WHAT IS REQUIRED
Take the material below and restate it word for word, stopping after the line in which "use crate::topic::RoutingKey;" occurs.

▽

//! Custom error types for tlmserver.
//!
//! Errors that reach a caller of the public API (server construction and
//! start, subscription management, channel accessors) are expressed as
//! [`ServerError`]. Failures inside the receive loop never surface here; they
//! are handled and logged where they happen.

use crate::codec::CodecError;
use crate::server::ServerState;
use crate::topic::RoutingKey;
use std::io;
use thiserror::Error;

/// Main error type for tlmserver operations.
#[derive(Error, Debug)]
pub enum ServerError {
    /// Configuration-related errors (parsing, validation, missing files)
    #[error("Configuration error: {0}")]
    Config(String),

    /// Network I/O errors (bind failures, socket errors)
    #[error("Network error on '{endpoint}': {source}")]
    Network {
        /// Address of the socket that failed
        endpoint: String,
        /// Underlying I/O error
        #[source]
        source: io::Error,
    },

    /// Topic string does not follow `APP_NAME/Application/MSG_NAME`
    #[error("Invalid topic '{0}': expected APP_NAME/Application/MSG_NAME")]
    InvalidTopic(String),

    /// Topic is well formed but has no routing key in the topic mapping
    #[error("Unknown topic '{0}'")]
    UnknownTopic(String),

    /// No channel is registered for the routing key
    #[error("No telemetry channel for routing key {0}")]
    UnknownRoutingKey(RoutingKey),

    /// Detach of a subscriber that is not attached to the channel
    #[error("Subscriber is not attached to channel {0}")]
    SubscriberNotAttached(RoutingKey),

    /// Channel accessor called before the first update
    #[error("No telemetry received yet for {app_name}/{msg_name} ({key})")]
    NoData {
        /// Owning application of the channel
        app_name: String,
        /// Message name of the channel
        msg_name: String,
        /// Routing key of the channel
        key: RoutingKey,
    },

    /// Lifecycle operation requested in the wrong state
    #[error("Invalid server state: expected {expected:?}, found {actual:?}")]
    InvalidState {
        /// State the operation requires
        expected: ServerState,
        /// State the server is in
        actual: ServerState,
    },

    /// Decode errors raised outside the receive loop (e.g. by tooling)
    #[error("Decode error: {0}")]
    Codec(#[from] CodecError),

    /// Other unexpected errors
    #[error("Internal error: {0}")]
    Internal(String),
}

/// Type alias for Results that use ServerError
pub type Result<T> = std::result::Result<T, ServerError>;

impl ServerError {
    /// Create a new configuration error
    pub fn config(msg: impl Into<String>) -> Self {
        Self::Config(msg.into())
    }

    /// Create a new network error
    pub fn network(endpoint: impl Into<String>, source: io::Error) -> Self {
        Self::Network {
            endpoint: endpoint.into(),
            source,
        }
    }

    /// Create a new internal error
    pub fn internal(msg: impl Into<String>) -> Self {
        Self::Internal(msg.into())
    }
}

/// Convert from anyhow::Error (config loading uses anyhow)
impl From<anyhow::Error> for ServerError {
    fn from(err: anyhow::Error) -> Self {
        Self::Config(format!("{:#}", err))
    }
}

△

OUTPUT OF THE EXERCISE
//! Custom error types for tlmserver.
//!
//! Errors that reach a caller of the public API (server construction and
//! start, subscription management, channel accessors) are expressed as
//! [`ServerError`]. Failures inside the receive loop never surface here; they
//! are handled and logged where they happen.

use crate::codec::CodecError;
use crate::server::ServerState;
use crate::topic::RoutingKey;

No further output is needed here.